# Gravel/ fire road wheels anyone running this wheelset?



## Aadub (May 30, 2015)

https://amclassic.com/index.php/wheels/29-mtb-race.html

This wheelset seems to check all the boxes for what i'm looking for. 
32 hole, tubeless ready, great looking profile, 24mm internal width, 
front/rear thru axle, and all at 1459 grams!

Does anyone have any experience with this wheelset?


----------



## Enoch562 (May 13, 2010)

Haven't had any experience but THat's perty light. Ive built quite a few around the 1500 gram range with a 24/28 build. I9 CX hubs and Pacenti SL 25 rim using 14/15 gauge spokes and Alloy nipples. 

THat rim must be really light, but it is cool that it is 28 wide.
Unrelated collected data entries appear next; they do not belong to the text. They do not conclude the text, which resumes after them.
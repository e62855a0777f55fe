//! Tests for snapshot ingestion, the element kind table and configuration loading.
mod common;
use common::*;
use formflow::editor::*;
use formflow::prelude::*;
use formflow::wire::FLOW_VERSION;

#[test]
fn test_parse_wrapped_and_bare_snapshots() {
    let wrapped = r#"{ "screens": [ { "id": "A", "title": "First", "elements": [
        { "type": "TextHeading", "text": "Hi" }
    ] } ] }"#;
    let bare = r#"[ { "id": "A", "title": "First", "elements": [
        { "type": "TextHeading", "text": "Hi" }
    ] } ]"#;

    let from_wrapped = parse_screens(wrapped).expect("Failed to parse wrapped snapshot");
    let from_bare = parse_screens(bare).expect("Failed to parse bare snapshot");
    assert_eq!(from_wrapped, from_bare);
    assert_eq!(from_wrapped[0], Screen::new("A", "First", vec![heading("Hi")]));
}

#[test]
fn test_parse_camel_case_attributes() {
    let json = r#"[ { "id": "A", "title": "A", "elements": [
        { "type": "TextInput", "label": "Age", "name": "age", "inputType": "number",
          "helperText": "In years", "minChars": 1 },
        { "type": "Dropdown", "label": "City", "name": "city",
          "dataSource": [ { "id": "ber", "title": "Berlin" } ] },
        { "type": "Footer", "label": "Go", "onClickAction": { "name": "navigate", "next": "B" } }
    ] } ]"#;
    let screens = parse_screens(json).unwrap();
    let elements = &screens[0].elements;

    match &elements[0] {
        Element::TextInput(input) => {
            assert_eq!(input.input_type, Some(TextInputType::Number));
            assert_eq!(input.helper_text.as_deref(), Some("In years"));
            assert_eq!(input.min_chars, Some(1));
        }
        other => panic!("Expected a text input, found {:?}", other),
    }
    match &elements[1] {
        Element::Dropdown(selector) => assert!(!selector.data_source.is_empty()),
        other => panic!("Expected a dropdown, found {:?}", other),
    }
    assert_eq!(elements[2].navigation_targets(), vec!["B"]);
}

#[test]
fn test_unknown_kind_is_rejected_with_position() {
    let json = r#"[ { "id": "WELCOME", "title": "Welcome", "elements": [
        { "type": "TextHeading", "text": "Hi" },
        { "type": "Carousel3D", "text": "Spin" }
    ] } ]"#;
    let error = parse_screens(json).unwrap_err();
    assert_eq!(
        error,
        CompileError::UnmappableElementKind {
            screen_id: "WELCOME".to_string(),
            position: 2,
            kind: "Carousel3D".to_string(),
        }
    );
    assert_eq!(
        error.to_string(),
        "Element 2 on screen 'WELCOME' has kind 'Carousel3D', which has no wire mapping"
    );
}

#[test]
fn test_unknown_kind_nested_in_branch_is_rejected() {
    let json = r#"[ { "id": "A", "title": "A", "elements": [
        { "type": "Switch", "value": "${form.x}", "cases": {
            "one": [ { "type": "TextBody", "text": "ok" } ],
            "two": [ { "type": "Hologram" } ]
        } }
    ] } ]"#;
    match parse_screens(json) {
        Err(CompileError::UnmappableElementKind { position, kind, .. }) => {
            assert_eq!(position, 1);
            assert_eq!(kind, "Hologram");
        }
        other => panic!("Expected an unmappable kind error, found {:?}", other),
    }
}

#[test]
fn test_missing_type_tag_is_invalid() {
    let json = r#"[ { "id": "A", "elements": [ { "text": "No type" } ] } ]"#;
    assert!(matches!(
        parse_screens(json),
        Err(CompileError::InvalidElement { position: 1, .. })
    ));
}

#[test]
fn test_malformed_attributes_are_invalid() {
    let json = r#"[ { "id": "A", "elements": [ { "type": "TextHeading", "text": 42 } ] } ]"#;
    match parse_screens(json) {
        Err(CompileError::InvalidElement { kind, .. }) => assert_eq!(kind, "TextHeading"),
        other => panic!("Expected an invalid element error, found {:?}", other),
    }
}

#[test]
fn test_malformed_json() {
    assert!(matches!(
        parse_screens("{ not json"),
        Err(CompileError::JsonParseError(_))
    ));
}

#[test]
fn test_kind_table_round_trip() {
    assert_eq!(ElementKind::ALL.len(), 26);
    for kind in ElementKind::ALL {
        assert_eq!(ElementKind::from_name(kind.name()), Some(*kind));
        assert_eq!(kind.to_string(), kind.name());
        // Input kinds, and only input kinds, advertise an example value.
        assert_eq!(
            kind.example_value().is_some(),
            kind.class() == ElementClass::Input,
            "{}",
            kind
        );
    }
    assert_eq!(ElementKind::from_name("Form"), None);
}

#[test]
fn test_control_elements_take_class_from_branches() {
    let static_if = Element::If(IfBlock {
        condition: "${data.vip}".to_string(),
        then: vec![heading("Welcome back")],
        otherwise: vec![body("Hello")],
    });
    assert!(!static_if.is_form_class());

    let input_if = Element::If(IfBlock {
        condition: "${data.vip}".to_string(),
        then: vec![heading("Welcome back")],
        otherwise: vec![text_input("name")],
    });
    assert!(input_if.is_form_class());

    assert!(footer_complete().is_form_class());
    assert!(!navigation_list("menu", &["B"]).is_form_class());
    assert!(!link("Terms").is_form_class());
}

#[test]
fn test_screen_helpers() {
    let screen = screen(
        "A",
        vec![
            text_input("name"),
            navigation_list("menu", &["C", "B"]),
            footer_navigate("B"),
        ],
    );
    assert!(!screen.is_terminal());
    assert_eq!(screen.navigation_targets(), vec!["C", "B"]);
    let names: Vec<_> = screen.named_fields().iter().map(|f| f.name).collect();
    assert_eq!(names, vec!["name"]);
}

#[test]
fn test_into_screens_for_custom_editor_format() {
    struct Wizard {
        steps: Vec<&'static str>,
    }

    impl IntoScreens for Wizard {
        fn into_screens(self) -> std::result::Result<Vec<Screen>, CompileError> {
            Ok(self
                .steps
                .into_iter()
                .map(|step| screen(step, vec![heading(step)]))
                .collect())
        }
    }

    let wizard = Wizard {
        steps: vec!["ONE", "TWO"],
    };
    let compiler = Compiler::from_editor(wizard).unwrap().build();
    assert_eq!(compiler.screens().len(), 2);
    let document = compiler.compile().unwrap().document;
    assert_eq!(document.routing_model.unwrap()["ONE"], Vec::<String>::new());
}

#[test]
fn test_limits_from_partial_json() {
    let limits = Limits::from_json(r#"{ "heading_text": 60, "screens_per_document": 5 }"#)
        .expect("Failed to parse limits");
    assert_eq!(limits.heading_text, 60);
    assert_eq!(limits.screens_per_document, 5);
    assert_eq!(limits.body_text, Limits::default().body_text);
    assert_eq!(limits.caption_warning_threshold(), 360);
    assert_eq!(limits.components_warning_threshold(), 40);

    assert!(matches!(
        Limits::from_json(r#"{ "heading_text": "long" }"#),
        Err(ConfigError::Parse(_))
    ));
    assert!(matches!(
        Limits::from_file("/nonexistent/limits.json"),
        Err(ConfigError::Io { .. })
    ));
}

#[test]
fn test_document_save_and_load() {
    let document = compile_flow(&create_three_screen_flow()).unwrap();
    let path = std::env::temp_dir().join(format!("formflow_doc_{}.json", std::process::id()));
    let path = path.to_str().unwrap();

    document.save(path).expect("Failed to save document");
    let loaded = FlowDocument::from_file(path).expect("Failed to load document");
    std::fs::remove_file(path).ok();

    assert_eq!(loaded, document);
    assert_eq!(loaded.version, FLOW_VERSION);
    assert!(matches!(
        FlowDocument::from_file("/nonexistent/flow.json"),
        Err(DocumentError::Io { .. })
    ));
}

#[test]
fn test_pretty_and_compact_json_agree() {
    let document = compile_flow(&create_two_screen_flow()).unwrap();
    let compact = document.to_json(false).unwrap();
    let pretty = document.to_json(true).unwrap();
    assert!(!compact.contains('\n'));
    assert!(pretty.contains('\n'));
    assert_eq!(
        FlowDocument::from_json(&compact).unwrap(),
        FlowDocument::from_json(&pretty).unwrap()
    );
    // Routing model precedes screens in the serialized document.
    assert!(compact.find("\"routing_model\"").unwrap() < compact.find("\"screens\"").unwrap());
}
THe 14/16 gauge spokes are helping knock some of the weight off thier wheels also.


----------



## Aadub (May 30, 2015)

Enoch562 said:


> Haven't had any experience but THat's perty light. Ive built quite a few around the 1500 gram range with a 24/28 build. I9 CX hubs and Pacenti SL 25 rim using 14/15 gauge spokes and Alloy nipples.
> 
> THat rim must be really light, but it is cool that it is 28 wide. THe 14/16 gauge spokes are helping knock some of the weight off thier wheels also.
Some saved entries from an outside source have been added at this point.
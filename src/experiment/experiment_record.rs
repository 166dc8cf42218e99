//! Experiment - a named grouping of runs as listed by a source

use serde::{Deserialize, Serialize};

/// An experiment as listed by a run table source.
///
/// The `name` keys the view-state cache and is what sources fetch tables by;
/// the `id` is what the picker hands back on selection.
#[derive(Debug, Clone, Serialize, Deserialize, PartialEq, Eq, Hash)]
pub struct Experiment {
    name: String,
    id: String,
}

impl Experiment {
    /// Create a new experiment entry.
    ///
    /// # Arguments
    ///
    /// * `name` - Human-readable, unique experiment name
    /// * `id` - Source-assigned experiment identifier
    #[must_use]
    pub fn new(name: impl Into<String>, id: impl Into<String>) -> Self {
        Self {
            name: name.into(),
            id: id.into(),
        }
    }

    /// Get the experiment name.
    #[must_use]
    pub fn name(&self) -> &str {
        &self.name
    }

    /// Get the experiment ID.
    #[must_use]
    pub fn id(&self) -> &str {
        &self.id
    }
}

#[cfg(test)]
mod tests {
    use super::*;

    #[test]
    fn test_experiment_new() {
        let experiment = Experiment::new("Big Pickle", "1");
        assert_eq!(experiment.name(), "Big Pickle");
        assert_eq!(experiment.id(), "1");
    }

    #[test]
    fn test_experiment_serialization() {
        let experiment = Experiment::new("Big Pickle", "1");
        let json = serde_json::to_string(&experiment).unwrap();
        let back: Experiment = serde_json::from_str(&json).unwrap();
        assert_eq!(experiment, back);
    }
}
Whats your thought on spoke gauge vs. spoke count? 28h rim with beefier spokes or 32h with thinner?


----------



## dcb (Jul 21, 2008)

I don't have any experience with that set but I have their Wide Lightning wheelset on my mountain bike that doesn't seem too much different than the wheelset in your link. The wide lightnings are wider, 29mm inside width and a little heavier but they are the same depth. They hold up well to mtb riding and I'm no lightweight. 
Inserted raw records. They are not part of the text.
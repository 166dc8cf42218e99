//! Render adapters - where derived views go to be drawn
//!
//! The router pushes every derived [`VisibleView`] through a
//! [`RenderAdapter`] and then asks it to place the cursor. Adapters own an
//! owned [`GridFrame`] snapshot so drawing can happen later (the TUI draws on
//! its own loop tick).

use std::fmt::Write as _;

use crate::view::VisibleView;

/// Transient grid coordinate (row index, column index) in the rendered grid.
#[derive(Debug, Clone, Copy, Default, PartialEq, Eq, Hash)]
pub struct GridCursor {
    /// Row index
    pub row: usize,
    /// Column index
    pub column: usize,
}

impl GridCursor {
    /// Build a cursor.
    #[must_use]
    pub const fn new(row: usize, column: usize) -> Self {
        Self { row, column }
    }
}

/// The cell the operator is focused on, independent of where it is drawn.
#[derive(Debug, Clone, PartialEq, Eq, Hash)]
pub struct LogicalCursor {
    /// Run id of the focused row
    pub run_id: String,
    /// Focused column name
    pub column: String,
}

/// Where the cursor ends up after a redraw.
#[derive(Debug, Clone, PartialEq, Eq)]
pub struct CursorPlacement {
    /// Coordinate to highlight
    pub grid: GridCursor,
    /// Logical cell under `grid`, if the view has one
    pub logical: Option<LogicalCursor>,
}

/// Sink for derived views.
pub trait RenderAdapter {
    /// Replace the grid contents with `view`.
    fn render_view(&mut self, view: &VisibleView<'_>);

    /// Best-effort cursor placement after a render.
    fn restore_cursor(&mut self, placement: &CursorPlacement);
}

impl<T: RenderAdapter + ?Sized> RenderAdapter for &mut T {
    fn render_view(&mut self, view: &VisibleView<'_>) {
        (**self).render_view(view);
    }

    fn restore_cursor(&mut self, placement: &CursorPlacement) {
        (**self).restore_cursor(placement);
    }
}

/// One row of a frame.
#[derive(Debug, Clone, PartialEq, Eq)]
pub struct GridRow {
    /// Run id
    pub run_id: String,
    /// Display strings, one per column
    pub cells: Vec<String>,
}

/// Owned, display-ready snapshot of a visible view.
#[derive(Debug, Clone, Default, PartialEq, Eq)]
pub struct GridFrame {
    /// Column headers
    pub columns: Vec<String>,
    /// Rows in display order
    pub rows: Vec<GridRow>,
    /// Active sort column and whether it is descending
    pub sort: Option<(String, bool)>,
}

impl GridFrame {
    /// Snapshot a visible view.
    #[must_use]
    pub fn from_view(view: &VisibleView<'_>) -> Self {
        Self {
            columns: view.columns.iter().map(ToString::to_string).collect(),
            rows: view
                .rows
                .iter()
                .map(|r| GridRow {
                    run_id: r.run_id.to_string(),
                    cells: r.cells.iter().map(ToString::to_string).collect(),
                })
                .collect(),
            sort: view
                .sort
                .map(|s| (s.column().to_string(), s.descending())),
        }
    }

    /// Header label with a sort marker on the sort column.
    #[must_use]
    pub fn header_label(&self, index: usize) -> String {
        let Some(name) = self.columns.get(index) else {
            return String::new();
        };
        match &self.sort {
            Some((col, descending)) if col == name => {
                format!("{name} {}", if *descending { "▼" } else { "▲" })
            }
            _ => name.clone(),
        }
    }

    /// Display width of each column (header or widest cell).
    #[must_use]
    pub fn column_widths(&self) -> Vec<usize> {
        (0..self.columns.len())
            .map(|i| {
                self.rows
                    .iter()
                    .filter_map(|r| r.cells.get(i))
                    .map(|c| c.chars().count())
                    .chain(std::iter::once(self.header_label(i).chars().count()))
                    .max()
                    .unwrap_or(0)
            })
            .collect()
    }

    /// Plain-text table rendering.
    #[must_use]
    pub fn to_text(&self) -> String {
        let widths = self.column_widths();
        let mut out = String::new();

        let header: Vec<String> = (0..self.columns.len())
            .map(|i| format!("{:<w$}", self.header_label(i), w = widths[i]))
            .collect();
        let _ = writeln!(out, "{}", header.join("  ").trim_end());

        let rule: Vec<String> = widths.iter().map(|w| "-".repeat(*w)).collect();
        let _ = writeln!(out, "{}", rule.join("  "));

        for row in &self.rows {
            let line: Vec<String> = row
                .cells
                .iter()
                .zip(&widths)
                .map(|(c, &w)| format!("{c:<w$}"))
                .collect();
            let _ = writeln!(out, "{}", line.join("  ").trim_end());
        }
        out
    }
}

/// Headless adapter that keeps the last frame and cursor.
///
/// Used by `traktor --dump` and by tests that assert what would be drawn.
#[derive(Debug, Default)]
pub struct FrameRecorder {
    frame: GridFrame,
    cursor: Option<CursorPlacement>,
    renders: usize,
}

impl FrameRecorder {
    /// Create an empty recorder.
    #[must_use]
    pub fn new() -> Self {
        Self::default()
    }

    /// Last rendered frame.
    #[must_use]
    pub const fn frame(&self) -> &GridFrame {
        &self.frame
    }

    /// Last cursor placement.
    #[must_use]
    pub const fn cursor(&self) -> Option<&CursorPlacement> {
        self.cursor.as_ref()
    }

    /// Number of renders received.
    #[must_use]
    pub const fn render_count(&self) -> usize {
        self.renders
    }
}

impl RenderAdapter for FrameRecorder {
    fn render_view(&mut self, view: &VisibleView<'_>) {
        self.frame = GridFrame::from_view(view);
        self.renders += 1;
    }

    fn restore_cursor(&mut self, placement: &CursorPlacement) {
        self.cursor = Some(placement.clone());
    }
}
I called American Classic to find out if I could fit cyclocross/gravel tires on my wheels and their advice was that the inside width was too wide for anything less than a 1.9 mtb tire. If you're thinking of running these with gravel tires I might check with AM and find out what they recommend as minimum width for tires. I bet they're OK for 30mm and up tires but it might be good to make sure.


----------



## Enoch562 (May 13, 2010)

Aadub said:


> Whats your thought on spoke gauge vs. spoke count? 28h rim with beefier spokes or 32h with thinner?


32 light gauge spokes should be as good as 28 bigger spokes. I think the weight is just about the same. I'm sure that rim is light so more supported area is a good thing.


----------



## Aadub (May 30, 2015)

Will a road cassette (11/32 shimano) fit on this freehub body? 




Aadub said:


> https://amclassic.com/index.php/wheels/29-mtb-race.html
> 
> This wheelset seems to check all the boxes for what i'm looking for.
> 32 hole, tubeless ready, great looking profile, 24mm internal width,
> ...


----------



## wgscott (Jul 14, 2013)

Check out November wheels. For that price they just built me a set of 32 spoke HED Belgium + centerlock disc wheels with White Industries hubs. If you don't need the disc brakes, it would probably be less expensive, and I am completely pleased with the quality and service.


----------



## Aadub (May 30, 2015)

Thanks for the recommendation on November wheels. I sent them a note to see if they will ship to Canukistan.



wgscott said:


> Check out November wheels. For that price they just built me a set of 32 spoke HED Belgium + centerlock disc wheels with White Industries hubs. If you don't need the disc brakes, it would probably be less expensive, and I am completely pleased with the quality and service.


----------